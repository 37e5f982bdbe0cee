//! Unified error type for the nightlight backend.
//!
//! Every fallible operation in [`crate::core`] returns [`Result`]. Variants are grouped so
//! callers can tell apart "not found", "conflict", "invalid input", "broken invariant" and
//! "a collaborator failed" without inspecting messages.

use sea_orm::DbErr;
use thiserror::Error;

/// Application-wide error type
#[derive(Debug, Error)]
pub enum Error {
    /// Configuration could not be loaded or is incomplete
    #[error("Configuration error: {message}")]
    Config {
        /// What went wrong
        message: String,
    },

    /// A storage-layer error
    #[error("Database error: {0}")]
    Database(#[from] DbErr),

    /// Filesystem error outside of the blob store
    #[error("I/O error: {0}")]
    Io(#[from] std::io::Error),

    /// No nightline with this name
    #[error("Nightline '{name}' not found")]
    NightlineNotFound {
        /// Requested nightline name
        name: String,
    },

    /// No status with this name
    #[error("Status '{name}' not found")]
    StatusNotFound {
        /// Requested status name
        name: String,
    },

    /// No configuration row for the (nightline, status) pair
    #[error("No status configuration for nightline '{nightline}' and status '{status}'")]
    ConfigNotFound {
        /// Nightline name
        nightline: String,
        /// Status name
        status: String,
    },

    /// No story slide bound to the (nightline, status) pair
    #[error("No story slide for status '{status}' of nightline '{nightline}'")]
    StorySlideNotFound {
        /// Nightline name
        nightline: String,
        /// Status name
        status: String,
    },

    /// The nightline has no external account configured
    #[error("No Instagram account configured for nightline '{nightline}'")]
    InstagramAccountNotFound {
        /// Nightline name
        nightline: String,
    },

    /// The nightline has no API key
    #[error("No API key found for nightline '{nightline}'")]
    ApiKeyNotFound {
        /// Nightline name
        nightline: String,
    },

    /// A nightline with this name already exists
    #[error("Nightline '{name}' already exists")]
    NightlineAlreadyExists {
        /// Conflicting name
        name: String,
    },

    /// A status with this name already exists
    #[error("Status '{name}' already exists")]
    StatusAlreadyExists {
        /// Conflicting name
        name: String,
    },

    /// The nightline already has an external account
    #[error("Instagram account already exists for nightline '{nightline}'")]
    InstagramAccountAlreadyExists {
        /// Nightline name
        nightline: String,
    },

    /// The status cannot be removed while nightlines point at it
    #[error("Status '{name}' is still in use by: {}", nightlines.join(", "))]
    StatusInUse {
        /// Status name
        name: String,
        /// Names of nightlines currently set to this status
        nightlines: Vec<String>,
    },

    /// Malformed or disallowed input, rejected before touching storage
    #[error("Invalid input: {message}")]
    Validation {
        /// Human-readable reason
        message: String,
    },

    /// Stored data violates an invariant (e.g. a missing configuration row)
    #[error("Data integrity violation: {message}")]
    InvariantViolation {
        /// Description of the anomaly
        message: String,
    },

    /// The blob store failed to read, write or remove a file
    #[error("Storage error: {message}")]
    Storage {
        /// Description of the failure
        message: String,
    },

    /// The external story platform rejected or did not answer a request
    #[error("Story publisher error: {message}")]
    StoryPublisher {
        /// Description of the failure
        message: String,
    },

    /// The story was deleted remotely but clearing the local media id failed
    #[error(
        "Story '{media_id}' of nightline '{nightline}' was deleted remotely but could not be cleared locally"
    )]
    StoryDeletedNotRecorded {
        /// Nightline name
        nightline: String,
        /// Media id that is no longer live
        media_id: String,
    },

    /// Encrypting or decrypting a stored credential failed
    #[error("Crypto error: {message}")]
    Crypto {
        /// Description of the failure
        message: String,
    },
}

impl Error {
    /// Shorthand for [`Error::Validation`].
    pub fn validation(message: impl Into<String>) -> Self {
        Self::Validation {
            message: message.into(),
        }
    }

    /// True for every "entity absent" variant.
    #[must_use]
    pub const fn is_not_found(&self) -> bool {
        matches!(
            self,
            Self::NightlineNotFound { .. }
                | Self::StatusNotFound { .. }
                | Self::ConfigNotFound { .. }
                | Self::StorySlideNotFound { .. }
                | Self::InstagramAccountNotFound { .. }
                | Self::ApiKeyNotFound { .. }
        )
    }

    /// True for every duplicate-key variant.
    #[must_use]
    pub const fn is_conflict(&self) -> bool {
        matches!(
            self,
            Self::NightlineAlreadyExists { .. }
                | Self::StatusAlreadyExists { .. }
                | Self::InstagramAccountAlreadyExists { .. }
        )
    }

    /// True when a collaborator outside the database failed.
    #[must_use]
    pub const fn is_external(&self) -> bool {
        matches!(
            self,
            Self::Storage { .. } | Self::StoryPublisher { .. } | Self::StoryDeletedNotRecorded { .. }
        )
    }
}

/// Convenience `Result` type
pub type Result<T> = std::result::Result<T, Error>;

Exercise prompt
Please give the count of lines in the listing that include the string "ApiKeyNotFound", with no words around it.

Result below
2